PANEL SESSIONS V WEDNESDAY JUNE 27 2018 9.00 AM – 10.30 AM

Room: CYTT 6.23

  • INFRASTRUCTURES AS REGULATION (INFRAREG): TRANSNATIONAL LEGAL TECHNOLOGIES AND THE ORDERING POWER OF PHYSICAL, INFORMATIONAL, AND DIGITAL INFRASTRUCTURES
    Infrastructures—whether physical, informational, digital—can have regulatory‐type effects. These include requiring, preventing, channeling, enabling, and nudging particular human and social behavior. Infrastructures also interact or compete with law. In these ways, infrastructures have major effects on social relations, identities, roles, capabilities, and possibilities. In today‘s world, infrastructures‐as‐regulation, and the enabling and controlling legal technologies and practices, are frequently transnational. As such they are deeply connected to other processes of globalization, and may in significant parts be beyond the control of most states or national public processes. We study these phenomena in an incipient research project on Infrastructures‐as‐Regulation (InfraReg) based at New York University School of Law, with collaborators around the world. The panel discusses major themes of the project in an open roundtable conversation that encourages participation by the audience.

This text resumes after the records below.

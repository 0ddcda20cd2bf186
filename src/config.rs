use config::{Config, ConfigError, Environment, File};
use serde::Deserialize;

/// Which collected object the combined document designates as the store.
///
/// Two generations of receipt pipelines disagree on this: older flows emit
/// the store as the last JSON they create, newer ones emit it first and log
/// intermediate location lookups afterwards. Neither can be inferred from the
/// log itself, so the rule is a deployment setting.
#[derive(Debug, Clone, Copy, PartialEq, Eq, Default, Deserialize)]
#[serde(rename_all = "snake_case")]
pub enum StoreSelection {
    /// The last collected object is the store; everything before it is an item.
    #[default]
    LastIsStore,
    /// The first collected object is the store; later objects carrying
    /// location/address fields are dropped from the items.
    FirstIsStore,
}

/// Pipeline connection and output settings
#[derive(Debug, Deserialize, Clone)]
pub struct PipelineConfig {
    /// Base URL of the pipeline API
    #[serde(default = "default_base_url")]
    pub base_url: String,
    /// Account the saved pipeline belongs to
    pub user_id: String,
    /// Saved pipeline to start
    pub saved_item_id: String,
    /// API key sent in the Authorization header
    #[serde(default)]
    pub api_key: Option<String>,
    /// Seconds between status polls
    #[serde(default = "default_poll_interval")]
    pub poll_interval_secs: u64,
    /// Seconds before an unfinished run is abandoned
    #[serde(default = "default_poll_timeout")]
    pub poll_timeout_secs: u64,
    /// Directory for raw pipeline outputs
    #[serde(default = "default_output_dir")]
    pub output_dir: String,
    /// Directory for objects mined from the run log
    #[serde(default = "default_items_dir")]
    pub items_dir: String,
    /// Store designation rule for the combined document
    #[serde(default)]
    pub store_selection: StoreSelection,
}

// Default value functions
fn default_base_url() -> String {
    "https://api.gumloop.com/api/v1".to_string()
}

fn default_poll_interval() -> u64 {
    2
}

fn default_poll_timeout() -> u64 {
    120
}

fn default_output_dir() -> String {
    "test_folders".to_string()
}

fn default_items_dir() -> String {
    "item_json".to_string()
}

impl PipelineConfig {
    /// Load configuration from file and environment variables
    ///
    /// Configuration is loaded with the following priority (highest to lowest):
    /// 1. Environment variables with PANTRY__ prefix
    /// 2. config.toml file in current directory
    /// 3. Default values
    ///
    /// Environment variable format: PANTRY__SAVED_ITEM_ID
    pub fn load() -> Result<Self, ConfigError> {
        load_config()
    }
}

/// Load configuration from file and environment variables
pub fn load_config() -> Result<PipelineConfig, ConfigError> {
    let settings = Config::builder()
        // Optional config file (can be missing)
        .add_source(File::with_name("config").required(false))
        // Environment variables with PANTRY_ prefix
        // Use double underscore for nested: PANTRY__POLL_TIMEOUT_SECS
        .add_source(
            Environment::with_prefix("PANTRY")
                .separator("__")
                .try_parsing(true),
        )
        .build()?;

    settings.try_deserialize()
}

  • Transnational Legal Technologies Regulating Infrastructures-as-Regulation
    Infrastructures of and for globalization are not governed by a comprehensive legal framework. Global commitments to the liberalization of trade in goods and services in bilateral, regional, and megaregional free trade agreements and the WTO regulate economic flows, but only to a very limited extent do they regulate the underlying facilitating physical, informational, and digital infrastructures. Rather, different legal and institutional technologies are being used for the funding, ownership, operation, and interaction of these infrastructures. Understanding these mechanisms—often private and public-private—is critical to analysis of infrastructures-as-regulation, because infrastructures‘ social-ordering power is enabled, steered, shaped, and limited by them.

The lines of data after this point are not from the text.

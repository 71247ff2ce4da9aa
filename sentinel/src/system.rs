//! Query and mutation surface
//!
//! [`SentinelSystem`] wires the store, pipeline, alert engine, subscription registry,
//! dispatcher and scheduler together and exposes the operations an API layer or the
//! CLI needs.
//!
//! # Examples
//!
//! ```rust
//! use std::sync::Arc;
//! use chrono::Utc;
//! use health::{FipProfile, MetricSnapshot};
//! use sentinel::config::{SentinelConfig, StoreBackend};
//! use sentinel::pipeline::Stage;
//! use sentinel::store::InMemoryMetricStore;
//! use sentinel::system::SentinelSystem;
//!
//! # async fn example() -> Result<(), Box<dyn std::error::Error>> {
//! let store = Arc::new(InMemoryMetricStore::new());
//! store.record(MetricSnapshot::new("sbi-fip", Utc::now()).with_consent_rate(62.0))?;
//!
//! let config = SentinelConfig::default()
//!     .with_store(StoreBackend::Memory)
//!     .with_fip(FipProfile::new("sbi-fip", "State Bank of India", 4500));
//! let system = SentinelSystem::builder(config).with_store(store).build()?;
//!
//! let outcome = system.run_cycle(Stage::Metrics).await;
//! println!("{} alert transition(s)", outcome.report.transitions.len());
//! println!("{:?}", system.alert_summary());
//! # Ok(())
//! # }
//! ```

use crate::alerts::{Alert, AlertEngine, AlertError, AlertFilter, AlertSummary};
use crate::config::{ConfigError, SentinelConfig, StoreBackend};
use crate::pipeline::{
    status_counts, CycleReport, FipOutlook, FipStatus, Pipeline, PipelineError, PredictionReport,
    Stage,
};
use crate::registry::{RegistryError, SubscriptionDraft, SubscriptionRegistry, WebhookSubscription};
use crate::scheduler::Scheduler;
use crate::store::{InMemoryMetricStore, MetricStore, PrometheusMetricStore, StoreError};
use crate::webhook::{
    DeliveryAttempt, DeliveryReport, DispatchError, DispatchSummary, DispatchWorker,
    HttpTransport, ShutdownReport, WebhookDispatcher, WebhookTransport,
};
use chrono::{DateTime, Utc};
use futures::future::join_all;
use health::stats::mean;
use health::{
    DowntimeForecaster, HealthScorer, Horizon, ImpactEstimator, PatternAnalyzer, SignalForecaster,
    WeightedScorer,
};
use serde::{Deserialize, Serialize};
use std::collections::BTreeMap;
use std::sync::Arc;
use thiserror::Error;
use tracing::info;

#[derive(Error, Debug)]
pub enum SentinelError {
    #[error("Configuration error: {0}")]
    Config(#[from] ConfigError),

    #[error("Store error: {0}")]
    Store(#[from] StoreError),

    #[error("Pipeline error: {0}")]
    Pipeline(#[from] PipelineError),

    #[error("Alert error: {0}")]
    Alert(#[from] AlertError),

    #[error("Subscription error: {0}")]
    Registry(#[from] RegistryError),

    #[error("Dispatch error: {0}")]
    Dispatch(#[from] DispatchError),
}

pub type SentinelResult<T> = Result<T, SentinelError>;

/// One FIP's status together with its active alerts
#[derive(Debug, Clone, PartialEq, Serialize, Deserialize)]
pub struct FipStatusView {
    #[serde(flatten)]
    pub status: FipStatus,
    pub active_alerts: Vec<Alert>,
}

#[derive(Debug, Clone, PartialEq, Serialize, Deserialize)]
pub struct SystemOverview {
    pub generated_at: DateTime<Utc>,
    pub total_fips: usize,
    /// FIP count per health status
    pub status_counts: BTreeMap<String, usize>,
    /// Mean score over FIPs with an evaluable assessment
    pub average_score: Option<f64>,
    pub fips: Vec<FipStatus>,
    pub alerts: AlertSummary,
}

#[derive(Debug, Clone)]
pub struct CycleOutcome {
    pub report: CycleReport,
    /// Deliveries made inline; empty when notifications went to the dispatch queue
    pub deliveries: Vec<DispatchSummary>,
}

pub struct SentinelBuilder {
    config: SentinelConfig,
    store: Option<Arc<dyn MetricStore>>,
    scorer: Option<Arc<dyn HealthScorer>>,
    forecaster: Option<Arc<dyn DowntimeForecaster>>,
    transport: Option<Arc<dyn WebhookTransport>>,
}
#[cfg(test)]
mod tests {
    use super::*;
    use crate::types::{HealthStatus, MetricKind, Recurrence, Severity};
    use chrono::{TimeZone, Weekday};
    use std::time::Duration;

    fn now() -> DateTime<Utc> {
        // Saturday.
        Utc.with_ymd_and_hms(2024, 3, 9, 12, 0, 0).unwrap()
    }

    fn assessment(score: f64, status: HealthStatus) -> HealthAssessment {
        HealthAssessment {
            fip_id: "sbi-fip".to_string(),
            score,
            status,
            computed_at: now(),
            excluded_metrics: Vec::new(),
        }
    }

    fn sunday_maintenance() -> Pattern {
        Pattern {
            fip_id: "sbi-fip".to_string(),
            category: PatternCategory::Maintenance,
            description: "Recurring maintenance window".to_string(),
            recurrence: Recurrence::Weekly {
                weekday: Weekday::Sun,
                start_hour: 2,
            },
            typical_duration: Duration::from_secs(2 * 3600),
            frequency: 1.0,
            deviation: 0.9,
        }
    }

    fn anomaly() -> Anomaly {
        Anomaly {
            fip_id: "sbi-fip".to_string(),
            metric: MetricKind::ConsentSuccessRate,
            description: "consent dropped".to_string(),
            severity_hint: Severity::Warning,
            z_score: -4.2,
            observed_value: 70.0,
            baseline_mean: 95.0,
            first_seen: now() - ChronoDuration::minutes(45),
            detected_at: now() - ChronoDuration::minutes(5),
            expires_at: now() + ChronoDuration::minutes(55),
        }
    }

    #[test]
    fn test_unknown_status_is_rejected() {
        let unknown = assessment(0.0, HealthStatus::Unknown);
        let input = ForecastInput::new(&unknown, Horizon::DAY, now());
        let result = SignalForecaster::default().forecast(&input);
        assert!(matches!(result, Err(HealthError::NotForecastable { .. })));
    }

    #[test]
    fn test_status_only_forecast_is_low_confidence() {
        let forecaster = SignalForecaster::default();
        let healthy = assessment(9.0, HealthStatus::Healthy);
        let forecast = forecaster
            .forecast(&ForecastInput::new(&healthy, Horizon::DAY, now()))
            .unwrap();
        assert!((forecast.probability - 0.1).abs() < 1e-9);
        assert_eq!(forecast.confidence, Confidence::Low);
        assert!(forecast.signals.is_empty());
        assert_eq!(
            forecast.time_window,
            TimeWindow::Relative {
                label: "next 24 hours".to_string(),
                within_minutes: 24 * 60
            }
        );
    }

    #[test]
    fn test_pattern_narrows_window_and_raises_probability() {
        let forecaster = SignalForecaster::default();
        let healthy = assessment(8.5, HealthStatus::Healthy);
        let patterns = vec![sunday_maintenance()];
        let forecast = forecaster
            .forecast(&ForecastInput::new(&healthy, Horizon::DAY, now()).with_patterns(&patterns))
            .unwrap();

        assert!((forecast.probability - 0.4).abs() < 1e-9);
        assert_eq!(forecast.confidence, Confidence::Medium);
        let start = Utc.with_ymd_and_hms(2024, 3, 10, 2, 0, 0).unwrap();
        assert_eq!(
            forecast.time_window,
            TimeWindow::Absolute {
                start,
                end: start + ChronoDuration::hours(2)
            }
        );

        let short = forecaster
            .forecast(
                &ForecastInput::new(&healthy, Horizon::hours(6).unwrap(), now())
                    .with_patterns(&patterns),
            )
            .unwrap();
        assert!((short.probability - 0.1).abs() < 1e-9);
    }

    #[test]
    fn test_all_signals_give_high_confidence() {
        let forecaster = SignalForecaster::default();
        let degraded = assessment(5.0, HealthStatus::Degraded);
        let patterns = vec![sunday_maintenance()];
        let anomalies = vec![anomaly()];
        let forecast = forecaster
            .forecast(
                &ForecastInput::new(&degraded, Horizon::DAY, now())
                    .with_trend(Some(-1.5))
                    .with_patterns(&patterns)
                    .with_anomalies(&anomalies),
            )
            .unwrap();

        assert_eq!(forecast.confidence, Confidence::High);
        assert_eq!(forecast.signals.len(), 3);
        // 0.4 + 0.15 + 0.3 + 0.1
        assert!((forecast.probability - 0.95).abs() < 1e-9);
        assert!(forecast.reasoning.contains("falling 1.50 points per hour"));
        assert!(forecast.reasoning.contains("consent_success_rate (z=-4.2)"));
    }

    #[test]
    fn test_anomaly_only_forecast_is_low_confidence() {
        let forecaster = SignalForecaster::default();
        let healthy = assessment(8.0, HealthStatus::Healthy);
        let anomalies = vec![anomaly()];
        let forecast = forecaster
            .forecast(&ForecastInput::new(&healthy, Horizon::DAY, now()).with_anomalies(&anomalies))
            .unwrap();
        assert_eq!(forecast.confidence, Confidence::Low);
        assert!((forecast.probability - 0.2).abs() < 1e-9);

        let expired = vec![Anomaly {
            expires_at: now() - ChronoDuration::minutes(1),
            ..anomaly()
        }];
        let forecast = forecaster
            .forecast(&ForecastInput::new(&healthy, Horizon::DAY, now()).with_anomalies(&expired))
            .unwrap();
        assert!(forecast.signals.is_empty());
    }

    #[test]
    fn test_probability_is_clamped_and_high_needs_two_signals() {
        let forecaster = SignalForecaster::default();
        let patterns = vec![sunday_maintenance()];
        let anomalies = vec![anomaly(), Anomaly { metric: MetricKind::ErrorRate, ..anomaly() }];

        for status in [HealthStatus::Healthy, HealthStatus::Degraded, HealthStatus::Critical] {
            for trend in [None, Some(-5.0), Some(3.0)] {
                for with_pattern in [false, true] {
                    let current = assessment(5.0, status);
                    let mut input = ForecastInput::new(&current, Horizon::DAY, now())
                        .with_trend(trend)
                        .with_anomalies(&anomalies);
                    if with_pattern {
                        input = input.with_patterns(&patterns);
                    }
                    let forecast = forecaster.forecast(&input).unwrap();
                    assert!((0.0..=1.0).contains(&forecast.probability));
                    if forecast.confidence == Confidence::High {
                        assert!(forecast.signals.len() >= 2);
                    }
                }
            }
        }
    }

    #[test]
    fn test_critical_forecast_uses_urgent_window() {
        let critical = assessment(1.0, HealthStatus::Critical);
        let forecast = SignalForecaster::default()
            .forecast(&ForecastInput::new(&critical, Horizon::DAY, now()))
            .unwrap();
        assert_eq!(forecast.time_window.to_string(), "next 30 minutes");

        let healthy = assessment(9.0, HealthStatus::Healthy);
        let forecast = SignalForecaster::default()
            .forecast(&ForecastInput::new(&healthy, Horizon::hours(1).unwrap(), now()))
            .unwrap();
        assert_eq!(forecast.time_window.to_string(), "within the next 1h");
    }

    #[test]
    fn test_reasoning_is_reproducible() {
        let forecaster = SignalForecaster::default();
        let degraded = assessment(5.5, HealthStatus::Degraded);
        let anomalies = vec![anomaly()];
        let input = ForecastInput::new(&degraded, Horizon::DAY, now())
            .with_trend(Some(-0.8))
            .with_anomalies(&anomalies);
        let first = forecaster.forecast(&input).unwrap();
        let second = forecaster.forecast(&input).unwrap();
        assert_eq!(first, second);
    }

    #[test]
    fn test_score_trend() {
        let samples: Vec<HealthAssessment> = (0..4)
            .map(|i| HealthAssessment {
                computed_at: now() + ChronoDuration::minutes(30 * i),
                score: 8.0 - i as f64,
                ..assessment(0.0, HealthStatus::Healthy)
            })
            .collect();
        let slope = score_trend(&samples).unwrap();
        assert!((slope + 2.0).abs() < 1e-9);
        assert_eq!(score_trend(&samples[..1]), None);
    }

    #[test]
    fn test_maintenance_outlook() {
        let mut peak = sunday_maintenance();
        peak.category = PatternCategory::PeakLoad;
        let patterns = vec![sunday_maintenance(), peak];

        let outlook = maintenance_outlook(&patterns, now(), 24);
        assert_eq!(outlook.len(), 24);
        let flagged: Vec<u32> = outlook
            .iter()
            .filter(|h| h.is_high_risk())
            .map(|h| h.hour_offset)
            .collect();
        // Saturday 12:00 + 14h = Sunday 02:00, window lasts two hours.
        assert_eq!(flagged, vec![14, 15]);
        assert_eq!(outlook[14].windows.len(), 1);
        assert_eq!(outlook[14].windows[0].category, PatternCategory::Maintenance);
    }
}
impl PatternAnalyzer {
    pub fn new(config: AnalyzerConfig) -> Self {
        Self { config }
    }

    pub fn config(&self) -> &AnalyzerConfig {
        &self.config
    }

    pub fn history_window(&self) -> ChronoDuration {
        ChronoDuration::days(i64::from(self.config.history_days))
    }

    /// Analyze the trailing history window ending at `now`. Samples for other FIPs or
    /// outside the window are ignored.
    pub fn analyze(
        &self,
        fip_id: &str,
        history: &[MetricSnapshot],
        scorer: &dyn HealthScorer,
        now: DateTime<Utc>,
    ) -> AnalysisReport {
        let since = now - self.history_window();
        let mut samples: Vec<&MetricSnapshot> = history
            .iter()
            .filter(|s| s.fip_id == fip_id && s.timestamp >= since && s.timestamp <= now)
            .collect();
        samples.sort_by_key(|s| s.timestamp);

        let patterns = self.detect_patterns(fip_id, &samples, scorer);
        let anomalies = self.detect_anomalies(fip_id, &samples, now);

        debug!(
            "Analyzed {} samples for {}: {} patterns, {} active anomalies",
            samples.len(),
            fip_id,
            patterns.len(),
            anomalies.len()
        );

        AnalysisReport {
            fip_id: fip_id.to_string(),
            patterns,
            anomalies,
            samples_analyzed: samples.len(),
            analyzed_at: now,
        }
    }

    fn detect_patterns(
        &self,
        fip_id: &str,
        samples: &[&MetricSnapshot],
        scorer: &dyn HealthScorer,
    ) -> Vec<Pattern> {
        let mut buckets: Vec<Bucket<'_>> =
            (0..HOURS_PER_WEEK).map(|_| Bucket::default()).collect();
        let mut healthy: Vec<&MetricSnapshot> = Vec::new();

        for sample in samples {
            let assessment = scorer.assess(sample);
            if !assessment.status.is_evaluable() {
                continue;
            }

            let iso = sample.timestamp.iso_week();
            let week = (iso.year(), iso.week());
            let bucket = &mut buckets[hour_of_week(sample.timestamp)];
            bucket.observed_weeks.insert(week);

            if assessment.status.is_degraded() {
                bucket.degraded_weeks.insert(week);
                bucket.degraded.push(sample);
            } else {
                healthy.push(sample);
            }
        }

        let baseline = if healthy.is_empty() {
            Signature::of(samples.iter().copied())
        } else {
            Signature::of(healthy.iter().copied())
        };

        let recurring: Vec<RecurringBucket> = buckets
            .iter()
            .enumerate()
            .filter_map(|(index, bucket)| self.recurring_bucket(index, bucket, &baseline))
            .collect();

        merge_contiguous(recurring)
            .into_iter()
            .map(|group| build_pattern(fip_id, &group))
            .collect()
    }

    fn recurring_bucket(
        &self,
        index: usize,
        bucket: &Bucket<'_>,
        baseline: &Signature,
    ) -> Option<RecurringBucket> {
        let observed = bucket.observed_weeks.len();
        if observed < self.config.min_observed_weeks || bucket.degraded.is_empty() {
            return None;
        }

        let frequency = bucket.degraded_weeks.len() as f64 / observed as f64;
        if frequency < self.config.recurrence_threshold {
            return None;
        }

        let signature = Signature::of(bucket.degraded.iter().copied());
        let (category, magnitude) = self.categorize(baseline, &signature);

        Some(RecurringBucket {
            index,
            category,
            magnitude,
            frequency,
            degraded_weeks: bucket.degraded_weeks.len(),
            observed_weeks: observed,
        })
    }

    /// Category whose signature deviates most from the baseline. Earlier candidates win ties.
    fn categorize(&self, baseline: &Signature, observed: &Signature) -> (PatternCategory, f64) {
        let consent_drop = relative_drop(baseline.consent, observed.consent);
        let data_drop = relative_drop(baseline.data_fetch, observed.data_fetch);
        let volume_drop = relative_drop(baseline.volume, observed.volume);
        let response_rise = match (baseline.response_time, observed.response_time) {
            (Some(base), Some(value)) if base > 0.0 => ((value - base) / base).max(0.0),
            _ => 0.0,
        };
        let error_rise = match (baseline.error_rate, observed.error_rate) {
            (Some(base), Some(value)) => ((value - base) / 100.0).max(0.0),
            _ => 0.0,
        };
        let response_magnitude = response_rise / (1.0 + response_rise);
        let floored = consent_drop >= self.config.floor_drop && data_drop >= self.config.floor_drop;
        let volume_collapsed = volume_drop >= self.config.volume_drop;

        let mut candidates: Vec<(PatternCategory, f64)> = Vec::new();

        if floored {
            candidates.push((PatternCategory::Maintenance, (consent_drop + data_drop) / 2.0));
        }

        if response_rise >= self.config.spike_factor && !volume_collapsed {
            candidates.push((PatternCategory::PeakLoad, response_magnitude));
        }

        let declining: Vec<f64> = [consent_drop, data_drop, error_rise]
            .into_iter()
            .filter(|d| *d >= self.config.decline_threshold)
            .collect();
        if declining.len() == 1 {
            candidates.push((PatternCategory::Degradation, declining[0]));
        }

        if volume_collapsed
            && consent_drop < self.config.floor_drop
            && data_drop < self.config.floor_drop
        {
            candidates.push((PatternCategory::Backup, volume_drop));
        }

        let mut candidates = candidates.into_iter();
        let Some(mut best) = candidates.next() else {
            let strongest = consent_drop
                .max(data_drop)
                .max(error_rise)
                .max(response_magnitude);
            return (PatternCategory::Degradation, strongest);
        };
        for candidate in candidates {
            if candidate.1 > best.1 {
                best = candidate;
            }
        }
        best
    }

    fn detect_anomalies(
        &self,
        fip_id: &str,
        samples: &[&MetricSnapshot],
        now: DateTime<Utc>,
    ) -> Vec<Anomaly> {
        let ttl = ChronoDuration::minutes(i64::from(self.config.anomaly_ttl_minutes));
        let k = self.config.anomaly_z_threshold;

        MetricKind::ALL
            .iter()
            .filter_map(|metric| {
                let run = self.latest_confirmed_run(*metric, samples)?;
                let expires_at = run.last_seen + ttl;
                if expires_at <= now {
                    return None;
                }

                let direction = if run.peak_z > 0.0 { "above" } else { "below" };
                let severity_hint = if run.peak_z.abs() >= 2.0 * k {
                    Severity::Critical
                } else {
                    Severity::Warning
                };

                Some(Anomaly {
                    fip_id: fip_id.to_string(),
                    metric: *metric,
                    description: format!(
                        "{} at {:.2} is {:.1} standard deviations {} its rolling baseline of {:.2} for {} consecutive samples",
                        metric,
                        run.value,
                        run.peak_z.abs(),
                        direction,
                        run.baseline_mean,
                        run.samples
                    ),
                    severity_hint,
                    z_score: run.peak_z,
                    observed_value: run.value,
                    baseline_mean: run.baseline_mean,
                    first_seen: run.first_seen,
                    detected_at: run.last_seen,
                    expires_at,
                })
            })
            .collect()
    }

    /// Most recent run of outliers that reached the consecutive-sample requirement.
    /// Outliers never feed the baseline.
    fn latest_confirmed_run(
        &self,
        metric: MetricKind,
        samples: &[&MetricSnapshot],
    ) -> Option<OutlierRun> {
        let mut baseline = RollingStats::new(self.config.baseline_window);
        let mut current: Option<OutlierRun> = None;
        let mut confirmed: Option<OutlierRun> = None;

        for sample in samples {
            let Some(value) = sample.valid_value(metric) else {
                continue;
            };

            if baseline.len() >= self.config.min_baseline_samples {
                let z = baseline.z_score(value);
                if z.abs() > self.config.anomaly_z_threshold {
                    let run = current.get_or_insert_with(|| OutlierRun {
                        first_seen: sample.timestamp,
                        last_seen: sample.timestamp,
                        samples: 0,
                        peak_z: z,
                        value,
                        baseline_mean: baseline.mean(),
                    });
                    run.samples += 1;
                    run.last_seen = sample.timestamp;
                    run.value = value;
                    if z.abs() > run.peak_z.abs() {
                        run.peak_z = z;
                    }
                    if run.samples >= self.config.anomaly_consecutive_samples {
                        confirmed = Some(run.clone());
                    }
                    continue;
                }
            }

            current = None;
            baseline.push(value);
        }

        confirmed
    }
}
//! Alert lifecycle management
//!
//! The [`AlertEngine`] turns per-FIP evaluation results into deduplicated alerts.
//! Each `(fip_id, alert_type)` pair has at most one live alert which is refreshed in
//! place while its condition keeps firing and resolved once the condition has stayed
//! clear for the debounce period.
//!
//! # Features
//!
//! - Threshold, health-status, forecast, anomaly, divergence and instability conditions
//! - Stable alert identity across refreshes
//! - Debounced resolution
//! - Acknowledge and manual resolve
//! - Severity-ranked listing with filters and a summary
//! - Typed [`AlertTransition`] events for downstream notification
//!
//! # Examples
//!
//! ```rust
//! use chrono::Utc;
//! use health::{FipProfile, HealthScorer, MetricSnapshot, WeightedScorer};
//! use sentinel::alerts::{AlertEngine, AlertRules, FipEvaluation};
//!
//! let engine = AlertEngine::new(AlertRules::default());
//! let profile = FipProfile::new("sbi-fip", "State Bank of India", 4500);
//! let snapshot = MetricSnapshot::new("sbi-fip", Utc::now())
//!     .with_consent_rate(10.0)
//!     .with_data_fetch_rate(8.0)
//!     .with_response_time(9.0)
//!     .with_error_rate(88.0);
//! let assessment = WeightedScorer::default().assess(&snapshot);
//!
//! let transitions = engine
//!     .evaluate(&FipEvaluation::new(&profile, &snapshot, &assessment, Utc::now()))
//!     .unwrap();
//! assert!(transitions.iter().all(|t| t.should_notify()));
//! ```

use chrono::{DateTime, Duration as ChronoDuration, Timelike, Utc};
use health::stats::{coefficient_of_variation, mean};
use health::{
    Anomaly, FipProfile, Forecast, HealthAssessment, HealthStatus, ImpactEstimate, MetricKind,
    MetricSnapshot, Pattern, Severity,
};
use serde::{Deserialize, Serialize};
use std::collections::{HashMap, HashSet, VecDeque};
use std::fmt;
use std::sync::{Mutex, PoisonError};
use thiserror::Error;
use tracing::{debug, error, info, warn};
use uuid::Uuid;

  • The Ordering Power of Digital Infrastructures and Their Legal Regulation
    Physical and informational infrastructures are increasingly enmeshed with digital infrastructures, associated flows of data and analytics, and new forms of digital power, competition, and control. Enhanced digitalization and connectivity of infrastructures can change the ways infrastructures regulate and how law might regulate infrastructures. Digital infrastructures themselves have major regulatory effects that have long been conceptualized under the idea that “code is law“ but the transnational dimensions of this insight have been largely overlooked. In the early 21st century, global digital economy companies have emerged as the major drivers and governors of the digital world. The extent to which public law is able to respond to exponential, permission-less, and easy to scale digital innovation has major implications for global governance, equality, and democracy.
  • Infrastructure Institutions: Democracy, Dictatorship, and Corporation
    This paper investigates three models for subway building: New York City, Shanghai City, and Hong Kong. It argues that the NYC subway suffers from too much democracy, allowing for contestation between the NY city and state governments, different interest groups, and other stakeholders. In the Shanghai model, the city government centralizes power and resources and can extend its subway system at a very rapid pace. But it also runs the risk of overstretching the city‘s finances. In the Hong Kong model, the Hong Kong Metro operates as a market-oriented corporation with a centralized decision-making process. Importantly, the Hong Kong government grants Hong Kong Metro the rights over land above and below the ground, which enables the corporation to capture the value added by a succesful subway system. The match of power and responsibility and the internalization of costs and benefits to decision-makers holds major lessons for democracy and capitalism in infrastructure-building.